A seconda che siamo anchisti o puristi assistiamo a un circolo vizioso o virtuoso, in cui quella parolina, pure, dalla dimensione colloquiale fa sempre più breccia in quella formale e, di rimando, una volta normalizzata dall'uso ufficiale, torna nelle bocche e nelle tastiere di tanti. Se, per il proliferare di pure, è bastato confondere il soggiorno con l'ufficio, l'habitat ideale per la sua consacrazione potrebbe essere l'app Clubhouse, che altro non è che la versione disintermediata della radio disintermediata (cioè dei podcast) e che, se non fosse già in piena crisi vocazionale (cosa particolarmente triste per un medium vocale) avrebbe tutte le carte in regola per essere per i colloquialismi e i regionalismi elevati a instrumentum regni delle classi mediaticamente dominanti quello che la Rai degli anni Sassanta fu, con impeto uguale a contrario, per l'unificazione della lingua italiana.

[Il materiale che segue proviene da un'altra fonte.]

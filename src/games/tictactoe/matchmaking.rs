use super::board::Mark;
use super::opponent::RemoteSession;
use crate::errors::MatchmakingError;
use crate::games::wager::Wager;
use std::sync::Mutex;
use tokio::sync::oneshot::{self, error::TryRecvError};
use tracing::{debug, info};
use uuid::Uuid;

/// Finds remote opponents for tic-tac-toe.
///
/// A ticket may only resolve against a player holding the other mark, so the
/// two engines agree on who opens.
pub trait Matchmaker: Send + Sync {
    fn join_queue(&self, wager: Wager, mark: Mark) -> Result<MatchTicket, MatchmakingError>;
}

/// Pending matchmaking request, polled by the engine every tick
#[derive(Debug)]
pub struct MatchTicket {
    receiver: oneshot::Receiver<RemoteSession>,
    settled: bool,
}

impl MatchTicket {
    pub fn channel() -> (oneshot::Sender<RemoteSession>, MatchTicket) {
        let (sender, receiver) = oneshot::channel();
        (
            sender,
            MatchTicket {
                receiver,
                settled: false,
            },
        )
    }

    /// A ticket nobody will ever answer
    pub fn unanswered() -> MatchTicket {
        Self::channel().1
    }

    /// `Some` once a remote opponent was found. Never yields twice.
    pub fn try_take(&mut self) -> Option<RemoteSession> {
        if self.settled {
            return None;
        }
        match self.receiver.try_recv() {
            Ok(session) => {
                self.settled = true;
                Some(session)
            }
            Err(TryRecvError::Closed) => {
                self.settled = true;
                None
            }
            Err(TryRecvError::Empty) => None,
        }
    }
}

/// No remote pool at all: every match falls back to a bot
#[derive(Debug, Default, Clone, Copy)]
pub struct NoRemotePlayers;

impl Matchmaker for NoRemotePlayers {
    fn join_queue(&self, _wager: Wager, _mark: Mark) -> Result<MatchTicket, MatchmakingError> {
        Ok(MatchTicket::unanswered())
    }
}

/// In-process queue pairing an X and an O player who stake the same amount
#[derive(Debug, Default)]
pub struct QueueMatchmaker {
    waiting: Mutex<Vec<QueuedPlayer>>,
}

#[derive(Debug)]
struct QueuedPlayer {
    tag: String,
    wager: Wager,
    mark: Mark,
    sender: oneshot::Sender<RemoteSession>,
}

impl QueueMatchmaker {
    pub fn new() -> Self {
        Self::default()
    }

    pub fn queued(&self) -> usize {
        self.waiting
            .lock()
            .map(|mut waiting| {
                waiting.retain(|p| !p.sender.is_closed());
                waiting.len()
            })
            .unwrap_or(0)
    }
}

impl Matchmaker for QueueMatchmaker {
    fn join_queue(&self, wager: Wager, mark: Mark) -> Result<MatchTicket, MatchmakingError> {
        let mut waiting = self
            .waiting
            .lock()
            .map_err(|_| MatchmakingError::Unavailable("queue lock poisoned".to_string()))?;

        // players who already fell back to a bot dropped their tickets
        waiting.retain(|p| !p.sender.is_closed());

        let tag = format!("guest-{}", &Uuid::new_v4().simple().to_string()[..6]);
        let (sender, ticket) = MatchTicket::channel();

        match waiting
            .iter()
            .position(|p| p.wager == wager && p.mark == mark.other())
        {
            Some(position) => {
                let other = waiting.remove(position);
                let (theirs, ours) = RemoteSession::pair(&other.tag, &tag);
                info!("Matched {} with {} at {}", other.tag, tag, wager);
                if other.sender.send(theirs).is_err() || sender.send(ours).is_err() {
                    return Err(MatchmakingError::QueueClosed);
                }
            }
            None => {
                debug!("{} queued at {} as {}", tag, wager, mark);
                waiting.push(QueuedPlayer {
                    tag,
                    wager,
                    mark,
                    sender,
                });
            }
        }
        Ok(ticket)
    }
}
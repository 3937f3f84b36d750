//! Who sits across the board
//!
//! The engine only talks to an [`Opponent`]: it reports the local player's
//! moves and polls for replies every tick. A bot answers after a fixed
//! reaction delay; a remote player answers over a channel.

use super::board::{Board, Mark};
use crate::games::rng::pick_index;
use rand::RngCore;
use serde::{Deserialize, Serialize};
use std::time::Duration;
use tokio::sync::mpsc::{self, error::TryRecvError};
use tracing::debug;

#[derive(Debug, Clone, Copy, Serialize, Deserialize, PartialEq, Eq)]
#[serde(rename_all = "lowercase")]
pub enum OpponentKind {
    Bot,
    Remote,
}

#[derive(Debug, Clone, PartialEq)]
pub enum OpponentUpdate {
    /// Board after the opponent's move
    Board { board: Board },
    /// Opponent left the match
    Left,
}

pub trait Opponent: Send {
    fn kind(&self) -> OpponentKind;

    fn display_name(&self) -> &str;

    /// The opponent holds the first move
    fn opening(&mut self, _now: Duration, _board: &Board) {}

    /// Report a local move; `board` already contains it
    fn submit_move(&mut self, now: Duration, index: usize, board: &Board);

    fn poll_update(&mut self, now: Duration, rng: &mut dyn RngCore) -> Option<OpponentUpdate>;

    /// Local player abandoned the match
    fn leave(&mut self) {}
}

/// Plays a uniformly random open cell after `delay`
#[derive(Debug, Clone)]
pub struct BotOpponent {
    name: String,
    mark: Mark,
    delay: Duration,
    pending: Option<(Duration, Board)>,
}

impl BotOpponent {
    pub fn new(name: impl Into<String>, mark: Mark, delay: Duration) -> Self {
        Self {
            name: name.into(),
            mark,
            delay,
            pending: None,
        }
    }

    pub fn mark(&self) -> Mark {
        self.mark
    }

    fn schedule(&mut self, now: Duration, board: &Board) {
        self.pending = Some((now + self.delay, *board));
    }
}

impl Opponent for BotOpponent {
    fn kind(&self) -> OpponentKind {
        OpponentKind::Bot
    }

    fn display_name(&self) -> &str {
        &self.name
    }

    fn opening(&mut self, now: Duration, board: &Board) {
        self.schedule(now, board);
    }

    fn submit_move(&mut self, now: Duration, _index: usize, board: &Board) {
        self.schedule(now, board);
    }

    fn poll_update(&mut self, now: Duration, rng: &mut dyn RngCore) -> Option<OpponentUpdate> {
        match self.pending {
            Some((due, _)) if now < due => None,
            Some((_, board)) => {
                self.pending = None;
                let open: Vec<usize> = board.open_cells().collect();
                let index = open[pick_index(rng, open.len())?];
                debug!("Bot {} plays cell {}", self.name, index);
                board
                    .with_mark(index, self.mark)
                    .map(|board| OpponentUpdate::Board { board })
            }
            None => None,
        }
    }
}

#[derive(Debug, Clone, PartialEq)]
pub enum PeerMessage {
    Moved { index: usize, board: Board },
    Left,
}

/// Channel-backed link to another player's engine
#[derive(Debug)]
pub struct RemoteSession {
    name: String,
    outgoing: mpsc::UnboundedSender<PeerMessage>,
    incoming: mpsc::UnboundedReceiver<PeerMessage>,
    closed: bool,
}

impl RemoteSession {
    pub fn new(
        name: impl Into<String>,
        outgoing: mpsc::UnboundedSender<PeerMessage>,
        incoming: mpsc::UnboundedReceiver<PeerMessage>,
    ) -> Self {
        Self {
            name: name.into(),
            outgoing,
            incoming,
            closed: false,
        }
    }

    /// Two sessions wired to each other. `first` is handed to the player
    /// facing `second_name`, and the other way round.
    pub fn pair(first_name: &str, second_name: &str) -> (RemoteSession, RemoteSession) {
        let (to_second, from_first) = mpsc::unbounded_channel();
        let (to_first, from_second) = mpsc::unbounded_channel();
        (
            RemoteSession::new(second_name, to_second, from_second),
            RemoteSession::new(first_name, to_first, from_first),
        )
    }

    fn send(&mut self, message: PeerMessage) {
        if self.outgoing.send(message).is_err() {
            debug!("Remote opponent {} is gone", self.name);
        }
    }
}

impl Opponent for RemoteSession {
    fn kind(&self) -> OpponentKind {
        OpponentKind::Remote
    }

    fn display_name(&self) -> &str {
        &self.name
    }

    fn submit_move(&mut self, _now: Duration, index: usize, board: &Board) {
        self.send(PeerMessage::Moved { index, board: *board });
    }

    fn poll_update(&mut self, _now: Duration, _rng: &mut dyn RngCore) -> Option<OpponentUpdate> {
        if self.closed {
            return None;
        }
        match self.incoming.try_recv() {
            Ok(PeerMessage::Moved { board, .. }) => Some(OpponentUpdate::Board { board }),
            Ok(PeerMessage::Left) | Err(TryRecvError::Disconnected) => {
                self.closed = true;
                Some(OpponentUpdate::Left)
            }
            Err(TryRecvError::Empty) => None,
        }
    }

    fn leave(&mut self) {
        self.send(PeerMessage::Left);
        self.closed = true;
    }
}
//! Configuration management with validation and defaults
//!
//! Every tunable of the three games lives here: house-edge parameters, timer
//! lengths, preset wagers and runtime cadence. `ConfigLoader` reads an
//! optional TOML file, applies `ARCADE_*` environment overrides and validates
//! the result.

use crate::errors::{ArcadeResult, ConfigurationError};
use serde::{Deserialize, Serialize};
use std::env;
use std::path::{Path, PathBuf};
use std::time::Duration;
use thiserror::Error;

/// Highest crash point either crash range may produce
pub const MAX_CRASH_POINT: f64 = 10.0;

/// Lowest auto-cashout threshold a configuration may allow
pub const MIN_AUTO_CASHOUT_FLOOR: f64 = 1.1;

/// Top-level arcade configuration
#[derive(Clone, Debug, Default, Serialize, Deserialize, PartialEq)]
#[serde(default)]
pub struct ArcadeConfig {
    pub wager: WagerConfig,
    pub color: ColorConfig,
    pub crash: CrashConfig,
    pub tictactoe: TicTacToeConfig,
    pub session: SessionConfig,
    pub monitoring: MonitoringConfig,
}

/// Bet amount selector configuration
#[derive(Clone, Debug, Serialize, Deserialize, PartialEq)]
#[serde(default)]
pub struct WagerConfig {
    pub presets: Vec<f64>,
    pub default_amount: f64,
}

impl Default for WagerConfig {
    fn default() -> Self {
        Self {
            presets: vec![2.0, 5.0, 10.0, 20.0, 50.0, 100.0],
            default_amount: 10.0,
        }
    }
}

/// Red/green prediction game configuration
#[derive(Clone, Debug, Serialize, Deserialize, PartialEq)]
#[serde(default)]
pub struct ColorConfig {
    /// Probability that a round comes up red. Green takes the rest.
    pub red_probability: f64,
    pub payout_multiplier: f64,
    /// Delay before the house starts the next round on its own
    pub idle_delay_ms: u64,
    pub countdown_secs: u64,
    /// How long a revealed colour stays on screen
    pub reveal_pause_ms: u64,
    pub auto_restart: bool,
    pub recent_results_len: usize,
}

impl Default for ColorConfig {
    fn default() -> Self {
        Self {
            red_probability: 0.48,
            payout_multiplier: 2.0,
            idle_delay_ms: 2_000,
            countdown_secs: 5,
            reveal_pause_ms: 3_000,
            auto_restart: true,
            recent_results_len: 10,
        }
    }
}

/// Crash (multiplier) game configuration
#[derive(Clone, Debug, Serialize, Deserialize, PartialEq)]
#[serde(default)]
pub struct CrashConfig {
    pub early_crash_probability: f64,
    /// Early crash points are drawn from `1 + U(0, early_crash_span)`
    pub early_crash_span: f64,
    /// Regular crash points are drawn from `regular_crash_base + U(0, regular_crash_span)`
    pub regular_crash_base: f64,
    pub regular_crash_span: f64,
    /// `multiplier(t) = 1 + (t / growth_time_scale_secs) ^ growth_exponent`
    pub growth_time_scale_secs: f64,
    pub growth_exponent: f64,
    pub min_auto_cashout: f64,
    pub crash_pause_ms: u64,
    pub countdown_secs: u64,
    pub recent_crashes_len: usize,
}

impl Default for CrashConfig {
    fn default() -> Self {
        Self {
            early_crash_probability: 0.2,
            early_crash_span: 0.5,
            regular_crash_base: 1.1,
            regular_crash_span: 8.9,
            growth_time_scale_secs: 2.0,
            growth_exponent: 1.5,
            min_auto_cashout: 1.1,
            crash_pause_ms: 3_000,
            countdown_secs: 3,
            recent_crashes_len: 10,
        }
    }
}

/// Tic-tac-toe matchmaking configuration
#[derive(Clone, Debug, Serialize, Deserialize, PartialEq)]
#[serde(default)]
pub struct TicTacToeConfig {
    pub matchmaking_timeout_ms: u64,
    pub bot_move_delay_ms: u64,
    pub win_multiplier: f64,
    pub bot_names: Vec<String>,
}

impl Default for TicTacToeConfig {
    fn default() -> Self {
        Self {
            matchmaking_timeout_ms: 10_000,
            bot_move_delay_ms: 1_000,
            win_multiplier: 2.0,
            bot_names: [
                "Alex", "Jamie", "Jordan", "Taylor", "Casey", "Riley", "Avery", "Quinn", "Morgan",
                "Skyler",
            ]
            .iter()
            .map(|name| name.to_string())
            .collect(),
        }
    }
}

/// Session runtime cadence
#[derive(Clone, Debug, Serialize, Deserialize, PartialEq)]
#[serde(default)]
pub struct SessionConfig {
    /// Scheduler tick. 16ms approximates an animation frame.
    pub tick_interval_ms: u64,
    pub command_buffer: usize,
    pub event_buffer: usize,
}

impl Default for SessionConfig {
    fn default() -> Self {
        Self {
            tick_interval_ms: 16,
            command_buffer: 64,
            event_buffer: 1_024,
        }
    }
}

/// Logging configuration
#[derive(Clone, Debug, Serialize, Deserialize, PartialEq)]
#[serde(default)]
pub struct MonitoringConfig {
    pub log_level: LogLevel,
    pub history_page_size: usize,
}

#[derive(Clone, Copy, Debug, Serialize, Deserialize, PartialEq, Eq)]
#[serde(rename_all = "lowercase")]
pub enum LogLevel {
    Error,
    Warn,
    Info,
    Debug,
    Trace,
}

impl LogLevel {
    pub fn as_filter(&self) -> &'static str {
        match self {
            LogLevel::Error => "error",
            LogLevel::Warn => "warn",
            LogLevel::Info => "info",
            LogLevel::Debug => "debug",
            LogLevel::Trace => "trace",
        }
    }
}

impl std::str::FromStr for LogLevel {
    type Err = String;

    fn from_str(s: &str) -> Result<Self, Self::Err> {
        match s.trim().to_ascii_lowercase().as_str() {
            "error" => Ok(LogLevel::Error),
            "warn" | "warning" => Ok(LogLevel::Warn),
            "info" => Ok(LogLevel::Info),
            "debug" => Ok(LogLevel::Debug),
            "trace" => Ok(LogLevel::Trace),
            other => Err(format!("unknown log level '{}'", other)),
        }
    }
}

impl Default for MonitoringConfig {
    fn default() -> Self {
        Self {
            log_level: LogLevel::Info,
            history_page_size: 10,
        }
    }
}

impl ArcadeConfig {
    /// Short timers for tests and headless simulation
    pub fn fast_testing() -> Self {
        Self {
            color: ColorConfig {
                idle_delay_ms: 100,
                countdown_secs: 1,
                reveal_pause_ms: 100,
                ..Default::default()
            },
            crash: CrashConfig {
                crash_pause_ms: 100,
                countdown_secs: 1,
                ..Default::default()
            },
            tictactoe: TicTacToeConfig {
                matchmaking_timeout_ms: 500,
                bot_move_delay_ms: 50,
                ..Default::default()
            },
            session: SessionConfig {
                tick_interval_ms: 10,
                ..Default::default()
            },
            monitoring: MonitoringConfig {
                log_level: LogLevel::Debug,
                ..Default::default()
            },
            ..Default::default()
        }
    }

    /// Validate configuration for logical consistency
    pub fn validate(&self) -> Result<(), ConfigValidationError> {
        // Wagers
        if self.wager.presets.is_empty() {
            return Err(ConfigValidationError::MissingRequired(
                "wager.presets must list at least one amount".to_string(),
            ));
        }
        if let Some(bad) = self
            .wager
            .presets
            .iter()
            .find(|amount| !amount.is_finite() || **amount <= 0.0)
        {
            return Err(ConfigValidationError::InvalidValue(format!(
                "wager.presets contains non-positive amount {}",
                bad
            )));
        }
        if !self.wager.default_amount.is_finite() || self.wager.default_amount <= 0.0 {
            return Err(ConfigValidationError::InvalidValue(
                "wager.default_amount must be > 0".to_string(),
            ));
        }

        // Colour game
        check_probability("color.red_probability", self.color.red_probability)?;
        if self.color.payout_multiplier < 1.0 {
            return Err(ConfigValidationError::InvalidValue(
                "color.payout_multiplier must be >= 1".to_string(),
            ));
        }
        if self.color.countdown_secs == 0 {
            return Err(ConfigValidationError::InvalidValue(
                "color.countdown_secs must be > 0".to_string(),
            ));
        }
        if self.color.recent_results_len == 0 {
            return Err(ConfigValidationError::InvalidValue(
                "color.recent_results_len must be > 0".to_string(),
            ));
        }

        // Crash game
        let crash = &self.crash;
        check_probability("crash.early_crash_probability", crash.early_crash_probability)?;
        if crash.early_crash_span <= 0.0 || crash.regular_crash_span <= 0.0 {
            return Err(ConfigValidationError::InvalidValue(
                "crash point spans must be > 0".to_string(),
            ));
        }
        if crash.regular_crash_base < 1.0 {
            return Err(ConfigValidationError::InvalidValue(
                "crash.regular_crash_base must be >= 1".to_string(),
            ));
        }
        if 1.0 + crash.early_crash_span > MAX_CRASH_POINT + 1e-9
            || crash.regular_crash_base + crash.regular_crash_span > MAX_CRASH_POINT + 1e-9
        {
            return Err(ConfigValidationError::LogicalInconsistency(format!(
                "crash ranges must stay within {:.2}x",
                MAX_CRASH_POINT
            )));
        }
        if crash.growth_time_scale_secs <= 0.0 || crash.growth_exponent <= 0.0 {
            return Err(ConfigValidationError::InvalidValue(
                "crash growth parameters must be > 0".to_string(),
            ));
        }
        if !crash.min_auto_cashout.is_finite() || crash.min_auto_cashout < MIN_AUTO_CASHOUT_FLOOR {
            return Err(ConfigValidationError::InvalidValue(format!(
                "crash.min_auto_cashout must be >= {}",
                MIN_AUTO_CASHOUT_FLOOR
            )));
        }
        if crash.countdown_secs == 0 {
            return Err(ConfigValidationError::InvalidValue(
                "crash.countdown_secs must be > 0".to_string(),
            ));
        }

        // Tic-tac-toe
        if self.tictactoe.bot_names.is_empty() {
            return Err(ConfigValidationError::MissingRequired(
                "tictactoe.bot_names must not be empty".to_string(),
            ));
        }
        if self.tictactoe.matchmaking_timeout_ms == 0 {
            return Err(ConfigValidationError::InvalidValue(
                "tictactoe.matchmaking_timeout_ms must be > 0".to_string(),
            ));
        }

        // Session
        if self.session.tick_interval_ms == 0 {
            return Err(ConfigValidationError::InvalidValue(
                "session.tick_interval_ms must be > 0".to_string(),
            ));
        }
        if self.session.command_buffer == 0 || self.session.event_buffer == 0 {
            return Err(ConfigValidationError::InvalidValue(
                "session buffers must be > 0".to_string(),
            ));
        }

        // A tick coarser than the colour countdown second would skip whole countdown steps
        if self.session.tick_interval_ms > 1_000 {
            return Err(ConfigValidationError::LogicalInconsistency(
                "session.tick_interval_ms must not exceed one countdown second".to_string(),
            ));
        }

        Ok(())
    }

    pub fn tick_interval(&self) -> Duration {
        Duration::from_millis(self.session.tick_interval_ms)
    }

    pub fn matchmaking_timeout(&self) -> Duration {
        Duration::from_millis(self.tictactoe.matchmaking_timeout_ms)
    }

    pub fn bot_move_delay(&self) -> Duration {
        Duration::from_millis(self.tictactoe.bot_move_delay_ms)
    }
}

fn check_probability(field: &str, value: f64) -> Result<(), ConfigValidationError> {
    if !(0.0..=1.0).contains(&value) {
        return Err(ConfigValidationError::InvalidValue(format!(
            "{} must be within [0, 1], got {}",
            field, value
        )));
    }
    Ok(())
}

/// Configuration validation errors
#[derive(Debug, Clone, PartialEq, Error)]
pub enum ConfigValidationError {
    #[error("Invalid configuration value: {0}")]
    InvalidValue(String),
    #[error("Configuration logical inconsistency: {0}")]
    LogicalInconsistency(String),
    #[error("Missing required configuration: {0}")]
    MissingRequired(String),
}

impl From<ConfigValidationError> for ConfigurationError {
    fn from(e: ConfigValidationError) -> Self {
        ConfigurationError::ValidationFailed(e.to_string())
    }
}

/// Configuration loader with environment variable support
#[derive(Debug, Default)]
pub struct ConfigLoader {
    config_path: Option<PathBuf>,
}

impl ConfigLoader {
    pub fn new() -> Self {
        Self { config_path: None }
    }

    /// Set the configuration file path
    pub fn with_path<P: AsRef<Path>>(mut self, path: P) -> Self {
        self.config_path = Some(path.as_ref().to_path_buf());
        self
    }

    /// Load configuration from file and environment variables
    pub fn load(&self) -> ArcadeResult<ArcadeConfig> {
        let mut config = match self.config_path {
            Some(ref path) => Self::load_from_file(path)?,
            None => ArcadeConfig::default(),
        };

        apply_overrides(&mut config, |key| env::var(key).ok())?;

        config.validate().map_err(ConfigurationError::from)?;

        Ok(config)
    }

    fn load_from_file(path: &Path) -> ArcadeResult<ArcadeConfig> {
        let content = std::fs::read_to_string(path).map_err(|e| {
            ConfigurationError::LoadFailed(format!("Failed to read {}: {}", path.display(), e))
        })?;

        Ok(toml::from_str(&content)?)
    }
}

/// Apply `ARCADE_*` overrides using `lookup` to resolve variables
pub fn apply_overrides<F>(config: &mut ArcadeConfig, lookup: F) -> ArcadeResult<()>
where
    F: Fn(&str) -> Option<String>,
{
    if let Some(level) = lookup("ARCADE_LOG_LEVEL") {
        config.monitoring.log_level =
            level
                .parse()
                .map_err(|reason: String| ConfigurationError::InvalidValue {
                    field: "ARCADE_LOG_LEVEL".to_string(),
                    value: level.clone(),
                    reason,
                })?;
    }

    if let Some(tick) = lookup("ARCADE_TICK_INTERVAL_MS") {
        config.session.tick_interval_ms = parse_field("ARCADE_TICK_INTERVAL_MS", &tick)?;
    }

    if let Some(timeout) = lookup("ARCADE_MATCHMAKING_TIMEOUT_MS") {
        config.tictactoe.matchmaking_timeout_ms =
            parse_field("ARCADE_MATCHMAKING_TIMEOUT_MS", &timeout)?;
    }

    if let Some(auto) = lookup("ARCADE_COLOR_AUTO_RESTART") {
        config.color.auto_restart = parse_field("ARCADE_COLOR_AUTO_RESTART", &auto)?;
    }

    Ok(())
}

fn parse_field<T: std::str::FromStr>(field: &str, value: &str) -> ArcadeResult<T> {
    value.trim().parse().map_err(|_| {
        ConfigurationError::InvalidValue {
            field: field.to_string(),
            value: value.to_string(),
            reason: format!("expected {}", std::any::type_name::<T>()),
        }
        .into()
    })
}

Può sembrare – ed è – paradossale che, in un mondo in cui le parole si usano ormai soprattutto per litigare, possano contribuire a inasprire le differenze tra persone perfino due di esse che, da tempo immemore, non hanno fatto altro che tendersi la mano, da buoni sinonimi, e tenderla a tutte le altre, da ottimi avverbi additivi.

puranche, quel mostro bicefalo che si forma quando le due parole si uniscono in una chimera linguistica che puoi usare solo se sei Guido Gozzano o se sei davvero in seria difficoltà a Scarabeo.

Non è affatto detto che dalla concordia fra un purista e un anchista non possano nascere esseri migliori. E non ci riferiamo a puranche, quel mostro bicefalo che si forma quando le due parole si uniscono in una chimera linguistica che puoi usare solo se sei Guido Gozzano o se sei davvero in seria difficoltà a Scarabeo. Ci riferiamo a tutti noi. Se possibile, non dividiamoci anche sugli avverbi. Per quanto possiamo voler male agli eccessi di pure ed essere stanchi dell'onnipresenza di anche, non possiamo non riconoscere che entrambe le parole contengano in sé uno straordinario antidoto alla tendenza alla polarizzazione. I pure e gli anche che aiutano a crescere sono parole d’inclusione, di dialogo, di superamento dei blocchi ideologici e post-ideologici, del manicheismo. Sono segno dei nostri tempi come gli assoluti lo erano per epoche passate, quando avevamo genitori più severi e maestre dalla penna più rossa di quanto potremmo mai averla noi.